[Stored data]
'''

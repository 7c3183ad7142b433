use super::*;

#[test]
fn display_prefixes_are_stable() {
    assert!(
        PlanetError::validation("x")
            .to_string()
            .contains("validation error:")
    );
    assert!(
        PlanetError::metadata("x")
            .to_string()
            .contains("metadata error:")
    );
    assert!(PlanetError::encode("x").to_string().contains("encode error:"));
}

#[test]
fn tiles_error_reports_count_and_first_failure() {
    let err = PlanetError::Tiles {
        total: 4,
        failures: vec![
            TileError::Fetch {
                x: 1,
                y: 0,
                reason: "timed out".to_string(),
            },
            TileError::Decode {
                x: 1,
                y: 1,
                reason: "bad magic".to_string(),
            },
        ],
    };
    let msg = err.to_string();
    assert!(msg.starts_with("2 of 4 tiles failed"));
    assert!(msg.contains("tile (1, 0) fetch failed: timed out"));
}

#[test]
fn tile_error_cell() {
    let e = TileError::Decode {
        x: 3,
        y: 2,
        reason: String::new(),
    };
    assert_eq!(e.cell(), (3, 2));
}

#[test]
fn other_preserves_source() {
    let base = std::io::Error::other("boom");
    let err = PlanetError::Other(anyhow::Error::new(base));
    assert!(err.to_string().contains("boom"));
}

'''

** Problem requirements **
Output each record precisely as written.

** Exercise solution **
repository 7c3183ad7142b433
use super::*;

#[test]
fn display_prefixes_are_stable() {
    assert!(
        PlanetError::validation("x")
            .to_string()
            .contains("validation error:")
    );
    assert!(
        PlanetError::metadata("x")
            .to_string()
            .contains("metadata error:")
    );
    assert!(PlanetError::encode("x").to_string().contains("encode error:"));
}

#[test]
fn tiles_error_reports_count_and_first_failure() {
    let err = PlanetError::Tiles {
        total: 4,
        failures: vec![
            TileError::Fetch {
                x: 1,
                y: 0,
                reason: "timed out".to_string(),
            },
            TileError::Decode {
                x: 1,
                y: 1,
                reason: "bad magic".to_string(),
            },
        ],
    };
    let msg = err.to_string();
    assert!(msg.starts_with("2 of 4 tiles failed"));
    assert!(msg.contains("tile (1, 0) fetch failed: timed out"));
}

#[test]
fn tile_error_cell() {
    let e = TileError::Decode {
        x: 3,
        y: 2,
        reason: String::new(),
    };
    assert_eq!(e.cell(), (3, 2));
}

#[test]
fn other_preserves_source() {
    let base = std::io::Error::other("boom");
    let err = PlanetError::Other(anyhow::Error::new(base));
    assert!(err.to_string().contains("boom"));
}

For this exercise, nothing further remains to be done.